07/05/2025 basta.media  15min #277133

« La société civile en réseau peut faire mieux que tous les Gafam réunis »

De nouvelles contributrices à Wikipédia, lors du « Feminist Wikipedia Editathon » à Ditchling, en Angleterre.
 creativecommons.org Molly Fuller Abbott via  commons.wikimedia.org

Dans son livre Wikipédia, ou imaginez un monde (Rue d'Ulm, 2024), le chercheur au CNRS spécialiste des réseaux sociaux Jérôme Hergueux montre comment Wikipédia est à la fois le fruit d'une riche histoire du libre et représente la possibilité d'un futur numérique collectif et apaisé. La plus grande encyclopédie en ligne, qu'il définit comme un réseau social, pourrait en effet nous donner des clés pour repenser une vie numérique émancipée de la mainmise des Gafam (Google, Apple, Facebook, Amazon et Microsoft).

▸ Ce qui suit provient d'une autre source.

pub mod family;

pub use family::FamilyService;
//! Status detection and response extraction for AI coding CLIs running in
//! tmux panes.
//!
//! Captures are matched with escape-tolerant patterns so that colour codes
//! and cursor sequences never hide a prompt or marker. Boundaries are found
//! on the raw text and only the selected span is cleaned up.

pub mod config;
pub mod models;
pub mod patterns;
pub mod provider;
pub mod session;
pub mod terminal;

pub use models::{ExtractedMessage, Status};
pub use provider::{ProviderAdapter, ProviderKind};
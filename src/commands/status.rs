use anyhow::Result;
use clap::Args as ClapArgs;

use crate::commands::common::SourceArgs;

#[derive(ClapArgs)]
pub struct Args {
    #[command(flatten)]
    pub source: SourceArgs,

    /// Only scan the last N lines of the capture
    #[arg(short = 'n', long)]
    pub tail_lines: Option<usize>,

    /// Print the status as JSON
    #[arg(long)]
    pub json: bool,
}

pub async fn execute(args: Args) -> Result<()> {
    let config = args.source.load_config()?;
    let adapter = args.source.adapter(&config)?;
    let tail_lines = args.tail_lines.or(config.polling.tail_lines);

    let capture = args.source.read_capture(tail_lines).await?;
    let status = adapter.get_status(&capture, tail_lines);

    if args.json {
        println!("{}", serde_json::json!({ "status": status }));
    } else {
        println!(
            "{} {:<20} {}",
            status.symbol(),
            status.as_str(),
            status.description()
        );
    }

    Ok(())
}
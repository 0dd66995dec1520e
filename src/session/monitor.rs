use std::time::Duration;
use thiserror::Error;
use tokio::time::{sleep, Instant};
use tracing::{debug, info};

use crate::models::{ExtractedMessage, Status};
use crate::provider::ProviderAdapter;
use crate::terminal::ExtractionError;

use super::{PaneSource, TmuxPane};

#[derive(Debug, Error)]
pub enum MonitorError {
    #[error("Capture failed: {0}")]
    Capture(#[from] anyhow::Error),

    #[error("Response not yet available: {0}")]
    Extraction(#[from] ExtractionError),
}

/// Pairs a pane with the provider running in it.
///
/// Each call captures afresh; nothing is remembered between polls.
pub struct PaneMonitor<S: PaneSource = TmuxPane> {
    source: S,
    adapter: ProviderAdapter,
}

impl<S: PaneSource> PaneMonitor<S> {
    pub fn with_source(source: S, adapter: ProviderAdapter) -> Self {
        Self { source, adapter }
    }

    pub async fn status(&self, tail_lines: Option<usize>) -> Result<Status, MonitorError> {
        let capture = self.source.capture(tail_lines).await?;
        let status = self.adapter.get_status(&capture, tail_lines);
        debug!(%status, tail_lines, "status: polled");
        Ok(status)
    }

    pub async fn message(&self) -> Result<ExtractedMessage, MonitorError> {
        let capture = self.source.capture(None).await?;
        Ok(self.adapter.extract_message(&capture)?)
    }

    /// Poll until the status is one of `targets`.
    ///
    /// Returns `Ok(None)` when `timeout` elapses first.
    pub async fn wait_for(
        &self,
        targets: &[Status],
        interval: Duration,
        timeout: Duration,
        tail_lines: Option<usize>,
    ) -> Result<Option<Status>, MonitorError> {
        let deadline = Instant::now() + timeout;
        let mut previous = None;

        loop {
            let status = self.status(tail_lines).await?;
            if previous != Some(status) {
                info!(%status, "wait_for: status changed");
                previous = Some(status);
            }
            if targets.contains(&status) {
                return Ok(Some(status));
            }
            if Instant::now() + interval > deadline {
                return Ok(None);
            }
            sleep(interval).await;
        }
    }
}
mod loader;

pub use loader::{Config, PollingConfig};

Mais cela ne peut se faire sans une prise de conscience des pouvoirs publics et de la société civile.

Basta! : D'après Wikipédia, l'encyclopédie en ligne « est visitée chaque mois par près de 500 millions de visiteurs et propose plus de 60 millions d'articles dans plus de 300 langues ». Pourtant, son fonctionnement reste très méconnu. Pourquoi ?

Jérôme Hergueux

Chercheur au CNRS, il est aussi chercheur affilié au Center for Law and Economics de l'ETH Zurich et professeur associé au Berkman Klein Center for Internet & Society de l'Université Harvard. Il est spécialiste de la coopération, des communautés en ligne et de la numérisation des sociétés.

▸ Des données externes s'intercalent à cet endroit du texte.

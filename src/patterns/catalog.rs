use regex::Regex;
use serde::{Deserialize, Serialize};
use thiserror::Error;

use super::grammar::{blank, gap, literal};

#[derive(Debug, Error)]
pub enum CatalogError {
    #[error("Missing required literal: {0}")]
    MissingLiteral(&'static str),

    #[error("At least one error indicator is required")]
    NoErrorIndicators,

    #[error("Invalid pattern: {0}")]
    InvalidPattern(#[from] regex::Error),
}

/// Literal text a CLI prints around its responses.
///
/// Only these strings vary between providers; the structure they are
/// embedded in is fixed by [`PatternCatalog`].
#[derive(Debug, Clone, PartialEq, Eq, Serialize, Deserialize)]
pub struct MarkerLiterals {
    pub completion_marker: String,
    pub prompt_glyph: String,
    pub permission_prompt: String,
    pub error_indicators: Vec<String>,
}

#[derive(Debug, Clone, Copy, PartialEq, Eq, Hash)]
pub enum PatternName {
    CompletionMarker,
    IdlePrompt,
    PermissionPrompt,
    ErrorIndicators,
}

impl PatternName {
    pub const ALL: [PatternName; 4] = [
        PatternName::CompletionMarker,
        PatternName::IdlePrompt,
        PatternName::PermissionPrompt,
        PatternName::ErrorIndicators,
    ];

    pub fn as_str(&self) -> &'static str {
        match self {
            PatternName::CompletionMarker => "completion_marker",
            PatternName::IdlePrompt => "idle_prompt",
            PatternName::PermissionPrompt => "permission_prompt",
            PatternName::ErrorIndicators => "error_indicators",
        }
    }

    pub fn from_name(name: &str) -> Option<Self> {
        Self::ALL.into_iter().find(|p| p.as_str() == name)
    }
}

impl std::fmt::Display for PatternName {
    fn fmt(&self, f: &mut std::fmt::Formatter<'_>) -> std::fmt::Result {
        write!(f, "{}", self.as_str())
    }
}

/// Compiled matchers for one provider and agent profile.
///
/// Every matcher runs against the capture exactly as tmux produced it, escape
/// sequences included, so match offsets are offsets into the raw capture.
#[derive(Debug, Clone)]
pub struct PatternCatalog {
    profile: String,
    completion_marker: Regex,
    idle_prompt: Regex,
    trailing_prompt: Regex,
    permission_prompt: Regex,
    error_indicators: Regex,
}

impl PatternCatalog {
    pub fn new(literals: &MarkerLiterals, profile: &str) -> Result<Self, CatalogError> {
        let completion = require(&literals.completion_marker, "completion_marker")?;
        let glyph = require(&literals.prompt_glyph, "prompt_glyph")?;
        let permission = require(&literals.permission_prompt, "permission_prompt")?;
        let profile = require(profile, "agent_profile")?;

        let indicators: Vec<&str> = literals
            .error_indicators
            .iter()
            .map(|s| s.trim())
            .filter(|s| !s.is_empty())
            .collect();
        if indicators.is_empty() {
            return Err(CatalogError::NoErrorIndicators);
        }

        let gap = gap();
        let inline_blank = blank(false);
        let any_blank = blank(true);

        // [profile] 45% !>
        let idle = format!(
            "{}{inline_blank}(?:[0-9]+{gap}%{inline_blank})?(?:!{gap})?{}",
            literal(&format!("[{profile}]")),
            literal(glyph),
        );

        let completion_marker = Regex::new(&format!(
            "(?m)^{gap}{}{inline_blank}",
            literal(completion)
        ))?;
        let idle_prompt = Regex::new(&idle)?;
        let trailing_prompt = Regex::new(&format!("{idle}{any_blank}\\z"))?;

        // Allow this action? ... [y/n/t]: [profile]>
        let choice = r"[^\]\n]*";
        let permission_prompt = Regex::new(&format!(
            r"(?s){}.*?\[{choice}y{choice}/{choice}n{choice}/{choice}t{choice}\]{gap}:{any_blank}{idle}{any_blank}\z",
            literal(permission),
        ))?;

        let alternatives: Vec<String> = indicators.iter().map(|s| literal(s)).collect();
        let error_indicators = Regex::new(&format!("(?i)(?:{})", alternatives.join("|")))?;

        Ok(Self {
            profile: profile.to_string(),
            completion_marker,
            idle_prompt,
            trailing_prompt,
            permission_prompt,
            error_indicators,
        })
    }

    pub fn profile(&self) -> &str {
        &self.profile
    }

    pub fn lookup(&self, name: PatternName) -> &Regex {
        match name {
            PatternName::CompletionMarker => &self.completion_marker,
            PatternName::IdlePrompt => &self.idle_prompt,
            PatternName::PermissionPrompt => &self.permission_prompt,
            PatternName::ErrorIndicators => &self.error_indicators,
        }
    }

    pub fn lookup_by_name(&self, name: &str) -> Option<&Regex> {
        PatternName::from_name(name).map(|p| self.lookup(p))
    }

    /// Idle prompt followed only by whitespace and escapes up to the end.
    pub(crate) fn trailing_prompt(&self) -> &Regex {
        &self.trailing_prompt
    }
}

fn require<'a>(value: &'a str, name: &'static str) -> Result<&'a str, CatalogError> {
    let trimmed = value.trim();
    if trimmed.is_empty() {
        Err(CatalogError::MissingLiteral(name))
    } else {
        Ok(trimmed)
    }
}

Jérôme Hergueux : C'est un paradoxe, car Wikipédia est centrale dans le fonctionnement de la démocratie numérique à l'heure actuelle, mais peu s'y intéressent et presque personne ne sait comment ça fonctionne. L'une des grandes raisons, c'est que Wikipédia est non marchand. Quand vous payez un bien, vous réfléchissez à ce que vous achetez, quand c'est gratuit, nous n'y pensez pas. C'est un peu comme l'air et l'eau : on ne commence à y penser que quand ils viennent à manquer. Et comme Wikipédia n'entre pas dans le calcul du PIB, elle n'entre pas non plus dans le viseur des politiques publiques, malgré toute la richesse créée.

Une des choses qui, selon moi, souligne sa valeur, c'est que, sans Wikipédia, l'intelligence artificielle telle que nous la connaissons aujourd'hui n'existerait pas. C'est la ressource de textes organisés et de qualité la plus importante au monde, et de loin. C'est en plus une source qui ne pose pas de problème de réutilisation sur le plan des droits de propriété intellectuelle, puisque tout est en  creative commons (licence libre). À la fois sur le plan légal, sur le plan pratique et sur celui de la qualité, Wikipédia est la source d'entraînement numéro 1 de toutes les intelligences artificielles.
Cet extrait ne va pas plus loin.